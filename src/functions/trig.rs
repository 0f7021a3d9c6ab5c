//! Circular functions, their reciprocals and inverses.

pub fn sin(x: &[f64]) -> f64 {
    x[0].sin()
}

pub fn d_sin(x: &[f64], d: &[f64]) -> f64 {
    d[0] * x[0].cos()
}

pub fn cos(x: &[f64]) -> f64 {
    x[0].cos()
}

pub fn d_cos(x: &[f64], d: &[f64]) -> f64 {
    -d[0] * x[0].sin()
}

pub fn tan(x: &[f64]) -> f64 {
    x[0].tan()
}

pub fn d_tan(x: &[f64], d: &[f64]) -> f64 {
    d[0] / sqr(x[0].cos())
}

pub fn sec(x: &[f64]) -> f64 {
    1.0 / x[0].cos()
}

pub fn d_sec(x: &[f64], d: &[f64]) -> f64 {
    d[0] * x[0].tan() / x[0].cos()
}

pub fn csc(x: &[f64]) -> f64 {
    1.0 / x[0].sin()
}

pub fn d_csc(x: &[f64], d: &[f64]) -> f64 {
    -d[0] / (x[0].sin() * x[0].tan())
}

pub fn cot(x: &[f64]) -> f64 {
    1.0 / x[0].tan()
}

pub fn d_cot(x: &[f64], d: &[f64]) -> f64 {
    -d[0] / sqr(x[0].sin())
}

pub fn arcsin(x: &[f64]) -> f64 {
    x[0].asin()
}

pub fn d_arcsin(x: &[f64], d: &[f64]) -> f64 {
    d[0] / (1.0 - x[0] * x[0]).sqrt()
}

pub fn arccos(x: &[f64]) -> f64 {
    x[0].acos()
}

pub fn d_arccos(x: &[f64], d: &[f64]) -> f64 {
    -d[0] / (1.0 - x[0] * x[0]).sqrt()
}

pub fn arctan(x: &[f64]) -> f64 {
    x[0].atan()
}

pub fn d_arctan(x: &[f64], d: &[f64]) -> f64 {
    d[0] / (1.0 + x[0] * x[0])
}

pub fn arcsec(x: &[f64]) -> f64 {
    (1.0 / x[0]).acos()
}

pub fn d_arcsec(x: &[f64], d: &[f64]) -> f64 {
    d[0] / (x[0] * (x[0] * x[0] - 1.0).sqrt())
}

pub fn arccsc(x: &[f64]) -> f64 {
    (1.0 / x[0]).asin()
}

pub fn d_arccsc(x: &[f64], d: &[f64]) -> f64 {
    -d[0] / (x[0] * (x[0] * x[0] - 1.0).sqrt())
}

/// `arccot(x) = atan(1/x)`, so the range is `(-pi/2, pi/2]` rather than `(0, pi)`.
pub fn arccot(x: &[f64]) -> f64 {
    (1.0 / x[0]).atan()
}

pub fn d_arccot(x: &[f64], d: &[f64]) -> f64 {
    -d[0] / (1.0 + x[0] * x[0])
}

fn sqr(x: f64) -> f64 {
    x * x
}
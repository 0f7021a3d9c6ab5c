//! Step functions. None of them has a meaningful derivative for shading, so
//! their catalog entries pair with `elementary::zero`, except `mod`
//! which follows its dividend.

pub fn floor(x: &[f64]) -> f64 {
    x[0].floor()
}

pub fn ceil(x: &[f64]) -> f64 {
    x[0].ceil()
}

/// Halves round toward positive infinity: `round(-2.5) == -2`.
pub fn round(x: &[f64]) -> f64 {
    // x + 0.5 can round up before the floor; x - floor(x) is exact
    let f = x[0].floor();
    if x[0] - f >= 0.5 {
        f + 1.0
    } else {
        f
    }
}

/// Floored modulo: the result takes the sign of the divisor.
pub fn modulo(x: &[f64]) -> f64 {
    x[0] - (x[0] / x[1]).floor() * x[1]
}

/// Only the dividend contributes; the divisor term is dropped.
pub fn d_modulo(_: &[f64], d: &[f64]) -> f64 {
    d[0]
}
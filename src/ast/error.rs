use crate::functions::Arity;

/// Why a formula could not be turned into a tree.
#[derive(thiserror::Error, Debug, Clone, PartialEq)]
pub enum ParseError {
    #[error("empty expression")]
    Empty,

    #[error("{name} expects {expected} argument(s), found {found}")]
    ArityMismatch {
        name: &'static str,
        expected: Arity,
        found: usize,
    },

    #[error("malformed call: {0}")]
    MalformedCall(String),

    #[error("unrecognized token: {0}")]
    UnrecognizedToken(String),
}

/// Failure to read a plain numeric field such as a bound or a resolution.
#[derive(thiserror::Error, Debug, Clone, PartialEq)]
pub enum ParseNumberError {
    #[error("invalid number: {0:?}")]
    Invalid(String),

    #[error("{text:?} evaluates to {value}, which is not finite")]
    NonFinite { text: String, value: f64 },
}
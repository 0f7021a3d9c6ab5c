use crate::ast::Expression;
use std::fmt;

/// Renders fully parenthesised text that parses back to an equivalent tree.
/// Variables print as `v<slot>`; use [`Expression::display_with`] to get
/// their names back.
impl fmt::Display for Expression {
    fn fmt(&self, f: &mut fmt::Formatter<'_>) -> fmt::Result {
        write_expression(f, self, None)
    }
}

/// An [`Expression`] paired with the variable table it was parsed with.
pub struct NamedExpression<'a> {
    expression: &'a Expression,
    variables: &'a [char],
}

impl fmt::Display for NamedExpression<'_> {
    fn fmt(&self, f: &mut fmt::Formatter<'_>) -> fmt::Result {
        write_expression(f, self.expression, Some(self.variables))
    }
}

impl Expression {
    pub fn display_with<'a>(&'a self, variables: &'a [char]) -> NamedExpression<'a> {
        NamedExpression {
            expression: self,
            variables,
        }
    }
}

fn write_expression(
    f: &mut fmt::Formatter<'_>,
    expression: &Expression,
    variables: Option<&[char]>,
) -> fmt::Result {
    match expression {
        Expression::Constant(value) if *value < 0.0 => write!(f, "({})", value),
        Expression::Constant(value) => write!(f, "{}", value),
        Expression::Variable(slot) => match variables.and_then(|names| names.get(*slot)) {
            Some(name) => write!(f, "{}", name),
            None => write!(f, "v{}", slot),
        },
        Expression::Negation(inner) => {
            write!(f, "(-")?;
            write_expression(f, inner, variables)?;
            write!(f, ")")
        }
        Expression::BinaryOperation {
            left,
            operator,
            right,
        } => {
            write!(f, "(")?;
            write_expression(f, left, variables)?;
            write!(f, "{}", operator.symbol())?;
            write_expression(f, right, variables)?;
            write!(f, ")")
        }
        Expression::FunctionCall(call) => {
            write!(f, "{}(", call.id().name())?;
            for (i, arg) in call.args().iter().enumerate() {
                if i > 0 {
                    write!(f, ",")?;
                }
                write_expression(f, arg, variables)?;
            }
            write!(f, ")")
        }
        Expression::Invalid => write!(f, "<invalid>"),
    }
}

- [YOUR ASSIGNMENT]:
Retype each entry without altering a single word.

- [ANSWER BOX]:
filename src/functions/trig.rs
repository 0f7021a3d9c6ab5c
//! Circular functions, their reciprocals and inverses.

pub fn sin(x: &[f64]) -> f64 {
    x[0].sin()
}

pub fn d_sin(x: &[f64], d: &[f64]) -> f64 {
    d[0] * x[0].cos()
}

pub fn cos(x: &[f64]) -> f64 {
    x[0].cos()
}

pub fn d_cos(x: &[f64], d: &[f64]) -> f64 {
    -d[0] * x[0].sin()
}

pub fn tan(x: &[f64]) -> f64 {
    x[0].tan()
}

pub fn d_tan(x: &[f64], d: &[f64]) -> f64 {
    d[0] / sqr(x[0].cos())
}

pub fn sec(x: &[f64]) -> f64 {
    1.0 / x[0].cos()
}

pub fn d_sec(x: &[f64], d: &[f64]) -> f64 {
    d[0] * x[0].tan() / x[0].cos()
}

pub fn csc(x: &[f64]) -> f64 {
    1.0 / x[0].sin()
}

pub fn d_csc(x: &[f64], d: &[f64]) -> f64 {
    -d[0] / (x[0].sin() * x[0].tan())
}

pub fn cot(x: &[f64]) -> f64 {
    1.0 / x[0].tan()
}

pub fn d_cot(x: &[f64], d: &[f64]) -> f64 {
    -d[0] / sqr(x[0].sin())
}

pub fn arcsin(x: &[f64]) -> f64 {
    x[0].asin()
}

pub fn d_arcsin(x: &[f64], d: &[f64]) -> f64 {
    d[0] / (1.0 - x[0] * x[0]).sqrt()
}

pub fn arccos(x: &[f64]) -> f64 {
    x[0].acos()
}

pub fn d_arccos(x: &[f64], d: &[f64]) -> f64 {
    -d[0] / (1.0 - x[0] * x[0]).sqrt()
}

pub fn arctan(x: &[f64]) -> f64 {
    x[0].atan()
}

pub fn d_arctan(x: &[f64], d: &[f64]) -> f64 {
    d[0] / (1.0 + x[0] * x[0])
}

pub fn arcsec(x: &[f64]) -> f64 {
    (1.0 / x[0]).acos()
}

pub fn d_arcsec(x: &[f64], d: &[f64]) -> f64 {
    d[0] / (x[0] * (x[0] * x[0] - 1.0).sqrt())
}

pub fn arccsc(x: &[f64]) -> f64 {
    (1.0 / x[0]).asin()
}

pub fn d_arccsc(x: &[f64], d: &[f64]) -> f64 {
    -d[0] / (x[0] * (x[0] * x[0] - 1.0).sqrt())
}

/// `arccot(x) = atan(1/x)`, so the range is `(-pi/2, pi/2]` rather than `(0, pi)`.
pub fn arccot(x: &[f64]) -> f64 {
    (1.0 / x[0]).atan()
}

pub fn d_arccot(x: &[f64], d: &[f64]) -> f64 {
    -d[0] / (1.0 + x[0] * x[0])
}

fn sqr(x: f64) -> f64 {
    x * x
}
repository 0f7021a3d9c6ab5c
//! Step functions. None of them has a meaningful derivative for shading, so
//! their catalog entries pair with `elementary::zero`, except `mod`
//! which follows its dividend.

pub fn floor(x: &[f64]) -> f64 {
    x[0].floor()
}

pub fn ceil(x: &[f64]) -> f64 {
    x[0].ceil()
}

/// Halves round toward positive infinity: `round(-2.5) == -2`.
pub fn round(x: &[f64]) -> f64 {
    // x + 0.5 can round up before the floor; x - floor(x) is exact
    let f = x[0].floor();
    if x[0] - f >= 0.5 {
        f + 1.0
    } else {
        f
    }
}

/// Floored modulo: the result takes the sign of the divisor.
pub fn modulo(x: &[f64]) -> f64 {
    x[0] - (x[0] / x[1]).floor() * x[1]
}

/// Only the dividend contributes; the divisor term is dropped.
pub fn d_modulo(_: &[f64], d: &[f64]) -> f64 {
    d[0]
}
filename src/ast/error.rs
use crate::functions::Arity;

/// Why a formula could not be turned into a tree.
#[derive(thiserror::Error, Debug, Clone, PartialEq)]
pub enum ParseError {
    #[error("empty expression")]
    Empty,

    #[error("{name} expects {expected} argument(s), found {found}")]
    ArityMismatch {
        name: &'static str,
        expected: Arity,
        found: usize,
    },

    #[error("malformed call: {0}")]
    MalformedCall(String),

    #[error("unrecognized token: {0}")]
    UnrecognizedToken(String),
}

/// Failure to read a plain numeric field such as a bound or a resolution.
#[derive(thiserror::Error, Debug, Clone, PartialEq)]
pub enum ParseNumberError {
    #[error("invalid number: {0:?}")]
    Invalid(String),

    #[error("{text:?} evaluates to {value}, which is not finite")]
    NonFinite { text: String, value: f64 },
}
repository 0f7021a3d9c6ab5c
use crate::ast::Expression;
use std::fmt;

/// Renders fully parenthesised text that parses back to an equivalent tree.
/// Variables print as `v<slot>`; use [`Expression::display_with`] to get
/// their names back.
impl fmt::Display for Expression {
    fn fmt(&self, f: &mut fmt::Formatter<'_>) -> fmt::Result {
        write_expression(f, self, None)
    }
}

/// An [`Expression`] paired with the variable table it was parsed with.
pub struct NamedExpression<'a> {
    expression: &'a Expression,
    variables: &'a [char],
}

impl fmt::Display for NamedExpression<'_> {
    fn fmt(&self, f: &mut fmt::Formatter<'_>) -> fmt::Result {
        write_expression(f, self.expression, Some(self.variables))
    }
}

impl Expression {
    pub fn display_with<'a>(&'a self, variables: &'a [char]) -> NamedExpression<'a> {
        NamedExpression {
            expression: self,
            variables,
        }
    }
}

fn write_expression(
    f: &mut fmt::Formatter<'_>,
    expression: &Expression,
    variables: Option<&[char]>,
) -> fmt::Result {
    match expression {
        Expression::Constant(value) if *value < 0.0 => write!(f, "({})", value),
        Expression::Constant(value) => write!(f, "{}", value),
        Expression::Variable(slot) => match variables.and_then(|names| names.get(*slot)) {
            Some(name) => write!(f, "{}", name),
            None => write!(f, "v{}", slot),
        },
        Expression::Negation(inner) => {
            write!(f, "(-")?;
            write_expression(f, inner, variables)?;
            write!(f, ")")
        }
        Expression::BinaryOperation {
            left,
            operator,
            right,
        } => {
            write!(f, "(")?;
            write_expression(f, left, variables)?;
            write!(f, "{}", operator.symbol())?;
            write_expression(f, right, variables)?;
            write!(f, ")")
        }
        Expression::FunctionCall(call) => {
            write!(f, "{}(", call.id().name())?;
            for (i, arg) in call.args().iter().enumerate() {
                if i > 0 {
                    write!(f, ",")?;
                }
                write_expression(f, arg, variables)?;
            }
            write!(f, ")")
        }
        Expression::Invalid => write!(f, "<invalid>"),
    }
}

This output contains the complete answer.